# Convert from M-1 to B-2 visa within the US possible?



## ivastoya (May 8, 2012)

I have been in the US for the last 8 years. First I had an F-1 student visa and now I'm on an M-1 student visa, which will expire in December 2012. After that, I would like to travel a bit in the US before returning home to Europe. So my question is, can I apply for a tourist visa (B2) from within the US?


----------



## twostep (Apr 3, 2008)

You have 30 days after finishing your program. I have never heard of applying and being granted a B2 in the US. Please let us know what you find out.


----------



## Davis1 (Feb 20, 2009)

you can file a I-539 and try to change your status but after 8 years in the US 
your really have stretched the welcome


----------



## ivastoya (May 8, 2012)

Yes I researched this I-539 form. I'm not sure if they would approve a change from a student visa to B-2. I researched a lot about this on the Internet but found nothing, nobody who has been successful in doing that. So I don't know if this would work at all. Also, once I do that and are denied, it may be more difficult in the future to get another visa, I assume. But I also don't know. So I don't know yet if I will do that or not. Probably not. As far as stretching the welcome, well, I have paid thousands of dollars in tuition and also I worked here for a few years (CPT and OPT) and paid thousands of dollars in taxes. So I wouldn't quite call it like that. Had I done the same thing in another industrialized country, such as Australia, New Zealand, etc. I would have already earned my residency permit many times.


----------



## ivastoya (May 8, 2012)

I decided to go ahead and file form I-539 to change my status to visitor (B-2). Will post here if I was successful.


----------



## twostep (Apr 3, 2008)

ivastoya said:


> I decided to go ahead and file form I-539 to change my status to visitor (B-2). Will post here if I was successful.

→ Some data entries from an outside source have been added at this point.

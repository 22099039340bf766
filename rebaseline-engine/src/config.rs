// Copyright (c) The nextest Contributors
// SPDX-License-Identifier: MIT OR Apache-2.0

//! Configuration support for rebaseline-cl.

use crate::{
    build::Platform,
    collab::PlatformRegistry,
    errors::{ConfigParseError, ConfigParseErrorKind},
};
use camino::{Utf8Path, Utf8PathBuf};
use config::{Config, ConfigBuilder, File, FileFormat, builder::DefaultState};
use serde::Deserialize;
use std::{
    collections::{BTreeMap, BTreeSet},
    time::Duration,
};
use tracing::warn;

/// Overall configuration for rebaseline-cl.
///
/// The default config, embedded in the binary, is overlaid with the repository's config file.
#[derive(Clone, Debug)]
pub struct RebaselineConfig {
    workspace_root: Utf8PathBuf,
    inner: RebaselineConfigImpl,
}

impl RebaselineConfig {
    /// The default location of the config within the repository: `.config/rebaseline.toml`.
    pub const CONFIG_PATH: &'static str = ".config/rebaseline.toml";

    /// Contains the default config as a TOML file.
    pub const DEFAULT_CONFIG: &'static str = include_str!("../default-config.toml");

    /// Reads the config from the given file, or if not specified from `.config/rebaseline.toml`
    /// in the workspace root.
    ///
    /// A missing `.config/rebaseline.toml` is not an error, but since the default config defines
    /// no builders, validation will then fail.
    pub fn from_sources(
        workspace_root: impl Into<Utf8PathBuf>,
        config_file: Option<&Utf8Path>,
    ) -> Result<Self, ConfigParseError> {
        let workspace_root = workspace_root.into();
        let (config_file, source) = match config_file {
            Some(file) => (file.to_owned(), File::new(file.as_str(), FileFormat::Toml)),
            None => {
                let config_file = workspace_root.join(Self::CONFIG_PATH);
                let source = File::new(config_file.as_str(), FileFormat::Toml).required(false);
                (config_file, source)
            }
        };

        let builder = Self::make_default_config().add_source(source);
        let inner = Self::build_and_deserialize_config(&builder)
            .map_err(|kind| ConfigParseError::new(&config_file, kind))?;
        inner
            .validate()
            .map_err(|kind| ConfigParseError::new(&config_file, kind))?;

        Ok(Self {
            workspace_root,
            inner,
        })
    }

    /// Parses a config from a TOML string layered on top of the default config. Used in tests.
    pub fn from_str_for_testing(
        workspace_root: impl Into<Utf8PathBuf>,
        contents: &str,
    ) -> Result<Self, ConfigParseError> {
        let builder =
            Self::make_default_config().add_source(File::from_str(contents, FileFormat::Toml));
        let inner = Self::build_and_deserialize_config(&builder)
            .map_err(|kind| ConfigParseError::new("<inline>", kind))?;
        inner
            .validate()
            .map_err(|kind| ConfigParseError::new("<inline>", kind))?;
        Ok(Self {
            workspace_root: workspace_root.into(),
            inner,
        })
    }

    /// Returns the workspace root.
    pub fn workspace_root(&self) -> &Utf8Path {
        &self.workspace_root
    }

    /// Returns the base URL of the results archive.
    pub fn results_base_url(&self) -> &str {
        self.inner.results.base_url.trim_end_matches('/')
    }

    /// Returns the timeout for each request to the results archive.
    pub fn results_timeout(&self) -> Duration {
        self.inner.results.timeout
    }

    /// Returns the layout tests directory relative to the repository root, always ending in `/`.
    pub fn layout_tests_base_dir(&self) -> String {
        let base_dir = self.inner.layout_tests.base_dir.trim_matches('/');
        if base_dir.is_empty() {
            String::new()
        } else {
            format!("{base_dir}/")
        }
    }

    /// Returns the upstream branch changed files are computed against.
    pub fn git_upstream(&self) -> &str {
        &self.inner.git.upstream
    }

    /// Returns the try server master to pass to `git cl try`, if any.
    pub fn try_master(&self) -> Option<&str> {
        let master = self.inner.git.try_master.as_str();
        (!master.is_empty()).then_some(master)
    }

    /// Returns the executor command, or `None` if the work order should be printed.
    pub fn executor_command(&self) -> Option<&[String]> {
        let command = self.inner.executor.command.as_slice();
        (!command.is_empty()).then_some(command)
    }

    /// Returns a registry of the configured try builders.
    pub fn builder_registry(&self) -> BuilderRegistry {
        BuilderRegistry::new(
            self.inner
                .builders
                .iter()
                .map(|b| (b.name.clone(), Platform::new(b.platform.clone()))),
        )
    }

    // ---
    // Helper methods
    // ---

    fn make_default_config() -> ConfigBuilder<DefaultState> {
        Config::builder().add_source(File::from_str(Self::DEFAULT_CONFIG, FileFormat::Toml))
    }

    fn build_and_deserialize_config(
        builder: &ConfigBuilder<DefaultState>,
    ) -> Result<RebaselineConfigImpl, ConfigParseErrorKind> {
        let config = builder
            .build_cloned()
            .map_err(|err| ConfigParseErrorKind::BuildError(Box::new(err)))?;
        config
            .try_deserialize()
            .map_err(|err| ConfigParseErrorKind::BuildError(Box::new(err)))
    }
}

/// The try builders a project runs, and the platform each one produces baselines for.
#[derive(Clone, Debug, Default)]
pub struct BuilderRegistry {
    builders: BTreeMap<String, Platform>,
}

impl BuilderRegistry {
    /// Creates a new registry from `(builder name, platform)` pairs.
    pub fn new(builders: impl IntoIterator<Item = (String, Platform)>) -> Self {
        Self {
            builders: builders.into_iter().collect(),
        }
    }
}

impl PlatformRegistry for BuilderRegistry {
    fn all_supported_builders(&self) -> BTreeSet<String> {
        self.builders.keys().cloned().collect()
    }

    /// Returns the configured platform for `builder_name`.
    ///
    /// Builds are only ever discovered for configured builders. A builder that isn't configured
    /// is treated as its own platform.
    fn platform_for_builder(&self, builder_name: &str) -> Platform {
        match self.builders.get(builder_name) {
            Some(platform) => platform.clone(),
            None => {
                warn!("builder `{builder_name}` is not configured, using its name as the platform");
                Platform::new(builder_name)
            }
        }
    }
}

#[derive(Clone, Debug, Deserialize)]
#[serde(rename_all = "kebab-case", deny_unknown_fields)]
struct RebaselineConfigImpl {
    results: ResultsConfig,
    layout_tests: LayoutTestsConfig,
    git: GitConfig,
    executor: ExecutorConfig,
    #[serde(default)]
    builders: Vec<BuilderConfig>,
}

impl RebaselineConfigImpl {
    fn validate(&self) -> Result<(), ConfigParseErrorKind> {
        if self.builders.is_empty() {
            return Err(ConfigParseErrorKind::NoBuilders);
        }
        let mut seen = BTreeSet::new();
        for (index, builder) in self.builders.iter().enumerate() {
            if builder.name.is_empty() {
                return Err(ConfigParseErrorKind::EmptyBuilderField {
                    index,
                    field: "name",
                });
            }
            if builder.platform.is_empty() {
                return Err(ConfigParseErrorKind::EmptyBuilderField {
                    index,
                    field: "platform",
                });
            }
            if !seen.insert(builder.name.as_str()) {
                return Err(ConfigParseErrorKind::DuplicateBuilder(builder.name.clone()));
            }
        }
        Ok(())
    }
}

#[derive(Clone, Debug, Deserialize)]
#[serde(rename_all = "kebab-case", deny_unknown_fields)]
struct ResultsConfig {
    base_url: String,
    #[serde(with = "humantime_serde")]
    timeout: Duration,
}

#[derive(Clone, Debug, Deserialize)]
#[serde(rename_all = "kebab-case", deny_unknown_fields)]
struct LayoutTestsConfig {
    base_dir: String,
}

#[derive(Clone, Debug, Deserialize)]
#[serde(rename_all = "kebab-case", deny_unknown_fields)]
struct GitConfig {
    upstream: String,
    #[serde(default)]
    try_master: String,
}

#[derive(Clone, Debug, Deserialize)]
#[serde(rename_all = "kebab-case", deny_unknown_fields)]
struct ExecutorConfig {
    #[serde(default)]
    command: Vec<String>,
}

#[derive(Clone, Debug, Deserialize)]
#[serde(rename_all = "kebab-case", deny_unknown_fields)]
struct BuilderConfig {
    name: String,
    platform: String,
}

Thank you for letting us know. Good luck!!!


----------



## ivastoya (May 8, 2012)

I have started filling out the paperwork (I-539) and was wondering if it may be a good idea to already purchase a one-way airline ticket to prove my departure intent. I saw most airlines have crazy ticket prices if you purchase a one-way ticket. The only airline with reasonable one-way fares I found is Air New Zealand. So I was thinking to buy a ticket already and include that with my application to change my status from student to visitor. Now I'm wondering for what date I need to purchase the ticket. For a date in July, when my M-1 status expires, or for a date in November, when my planned vacation ends (in case my change of status to B-2 is approved)? I saw that the air fare to November costs half as much. So I would prefer to purchase a ticket for November and then change it to an earlier date in case my application is not approved. But is this the best thing to do?


----------



## ivastoya (May 8, 2012)

An update regarding my situation. My change of status application was denied 2 days ago. I just saw it online in the case status check. I haven't received the letter yet, so I don't know the reason. The reason why I wanted this change of status from M-1 to B-2 was to take a vacation after the completion of my studies. My I-94 expired already. So now I don't know how long I will be given to leave the country. Does anyone here know? How long do they grant you after they deny the I-539? I read somewhere that one must leave right away. But it will take me at least a few days to book my flight and throw away my remaining furniture.


----------



## Davis1 (Feb 20, 2009)

ivastoya said:


> An update regarding my situation. My change of status application was denied 2 days ago. I just saw it online in the case status check. I haven't received the letter yet, so I don't know the reason. The reason why I wanted this change of status from M-1 to B-2 was to take a vacation after the completion of my studies. My I-94 expired already. So now I don't know how long I will be given to leave the country. Does anyone here know? How long do they grant you after they deny the I-539? I read somewhere that one must leave right away. But it will take me at least a few days to book my flight and throw away my remaining furniture.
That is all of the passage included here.